(Exercise brief):
The entries are to be written out again with no differences.

··· Given data

// Copyright 2026 the Imprint Authors
// SPDX-License-Identifier: Apache-2.0 OR MIT

//! Editor overlays: bleed bands and the safe-area guide.
//!
//! Overlays are drawn in device pixels on top of the composed page, gated
//! by [`OverlayFlags`]. Export never draws them.

use imprint_schema::Document;
use peniko::Color as PenikoColor;
use vello_cpu::RenderContext;
use vello_cpu::kurbo::{Affine, Rect, Stroke};

bitflags::bitflags! {
    /// Which editor guides to draw over the rendered page.
    #[derive(Clone, Copy, Debug, Default, PartialEq, Eq, Hash)]
    pub struct OverlayFlags: u8 {
        /// Translucent bands marking the bleed inset at each page edge.
        const BLEED     = 0b0000_0001;
        /// Dashed rectangle marking the safe inset.
        const SAFE_AREA = 0b0000_0010;
    }
}

/// Bleed band tint (translucent red).
const BLEED_COLOR: PenikoColor = PenikoColor::from_rgba8(220, 38, 38, 90);
/// Safe-area guide tint.
const SAFE_COLOR: PenikoColor = PenikoColor::from_rgba8(14, 165, 233, 220);

/// Width of a physical margin in device pixels at the given scale.
pub(crate) fn margin_px(mm: f64, units_per_mm: f64, scale: f32) -> f64 {
    mm * units_per_mm * f64::from(scale)
}

pub(crate) fn draw_overlays(
    ctx: &mut RenderContext,
    doc: &Document,
    scale: f32,
    flags: OverlayFlags,
) {
    let page = doc.page_size();
    let (w, h) = (
        f64::from(page.x * scale),
        f64::from(page.y * scale),
    );
    ctx.set_transform(Affine::IDENTITY);

    if flags.contains(OverlayFlags::BLEED) {
        let b = margin_px(doc.meta.bleed_mm, doc.meta.units_per_mm, scale);
        if b > 0.0 {
            ctx.set_paint(BLEED_COLOR);
            ctx.fill_rect(&Rect::new(0.0, 0.0, w, b));
            ctx.fill_rect(&Rect::new(0.0, h - b, w, h));
            ctx.fill_rect(&Rect::new(0.0, b, b, h - b));
            ctx.fill_rect(&Rect::new(w - b, b, w, h - b));
        }
    }

    if flags.contains(OverlayFlags::SAFE_AREA) {
        let s = margin_px(doc.meta.safe_mm, doc.meta.units_per_mm, scale);
        if s > 0.0 && s * 2.0 < w && s * 2.0 < h {
            ctx.set_paint(SAFE_COLOR);
            let mut stroke = Stroke::new(1.0);
            stroke = stroke.with_dashes(0.0, [4.0, 4.0]);
            ctx.set_stroke(stroke);
            ctx.stroke_rect(&Rect::new(s, s, w - s, h - s));
        }
    }
}

#[cfg(test)]
mod tests {
    use super::*;

    #[test]
    fn margin_scales_with_render_scale() {
        // 3 mm at 4 units/mm: 12 units, 24 px at scale 2.
        assert_eq!(margin_px(3.0, 4.0, 1.0), 12.0);
        assert_eq!(margin_px(3.0, 4.0, 2.0), 24.0);
    }

    #[test]
    fn flags_compose() {
        let both = OverlayFlags::BLEED | OverlayFlags::SAFE_AREA;
        assert!(both.contains(OverlayFlags::BLEED));
        assert!(!OverlayFlags::empty().contains(OverlayFlags::SAFE_AREA));
    }
}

······

(Output):
// Copyright 2026 the Imprint Authors
// SPDX-License-Identifier: Apache-2.0 OR MIT

//! Editor overlays: bleed bands and the safe-area guide.
//!
//! Overlays are drawn in device pixels on top of the composed page, gated
//! by [`OverlayFlags`]. Export never draws them.

use imprint_schema::Document;
use peniko::Color as PenikoColor;
use vello_cpu::RenderContext;
use vello_cpu::kurbo::{Affine, Rect, Stroke};

bitflags::bitflags! {
    /// Which editor guides to draw over the rendered page.
    #[derive(Clone, Copy, Debug, Default, PartialEq, Eq, Hash)]
    pub struct OverlayFlags: u8 {
        /// Translucent bands marking the bleed inset at each page edge.
        const BLEED     = 0b0000_0001;
        /// Dashed rectangle marking the safe inset.
        const SAFE_AREA = 0b0000_0010;
    }
}

/// Bleed band tint (translucent red).
const BLEED_COLOR: PenikoColor = PenikoColor::from_rgba8(220, 38, 38, 90);
/// Safe-area guide tint.
const SAFE_COLOR: PenikoColor = PenikoColor::from_rgba8(14, 165, 233, 220);

/// Width of a physical margin in device pixels at the given scale.
pub(crate) fn margin_px(mm: f64, units_per_mm: f64, scale: f32) -> f64 {
    mm * units_per_mm * f64::from(scale)
}

pub(crate) fn draw_overlays(
    ctx: &mut RenderContext,
    doc: &Document,
    scale: f32,
    flags: OverlayFlags,
) {
    let page = doc.page_size();
    let (w, h) = (
        f64::from(page.x * scale),
        f64::from(page.y * scale),
    );
    ctx.set_transform(Affine::IDENTITY);

    if flags.contains(OverlayFlags::BLEED) {
        let b = margin_px(doc.meta.bleed_mm, doc.meta.units_per_mm, scale);
        if b > 0.0 {
            ctx.set_paint(BLEED_COLOR);
            ctx.fill_rect(&Rect::new(0.0, 0.0, w, b));
            ctx.fill_rect(&Rect::new(0.0, h - b, w, h));
            ctx.fill_rect(&Rect::new(0.0, b, b, h - b));
            ctx.fill_rect(&Rect::new(w - b, b, w, h - b));
        }
    }

    if flags.contains(OverlayFlags::SAFE_AREA) {
        let s = margin_px(doc.meta.safe_mm, doc.meta.units_per_mm, scale);
        if s > 0.0 && s * 2.0 < w && s * 2.0 < h {
            ctx.set_paint(SAFE_COLOR);
            let mut stroke = Stroke::new(1.0);
            stroke = stroke.with_dashes(0.0, [4.0, 4.0]);
            ctx.set_stroke(stroke);
            ctx.stroke_rect(&Rect::new(s, s, w - s, h - s));
        }
    }
}

#[cfg(test)]
mod tests {
    use super::*;

    #[test]
    fn margin_scales_with_render_scale() {
        // 3 mm at 4 units/mm: 12 units, 24 px at scale 2.
        assert_eq!(margin_px(3.0, 4.0, 1.0), 12.0);
        assert_eq!(margin_px(3.0, 4.0, 2.0), 24.0);
    }

    #[test]
    fn flags_compose() {
        let both = OverlayFlags::BLEED | OverlayFlags::SAFE_AREA;
        assert!(both.contains(OverlayFlags::BLEED));
        assert!(!OverlayFlags::empty().contains(OverlayFlags::SAFE_AREA));
    }
}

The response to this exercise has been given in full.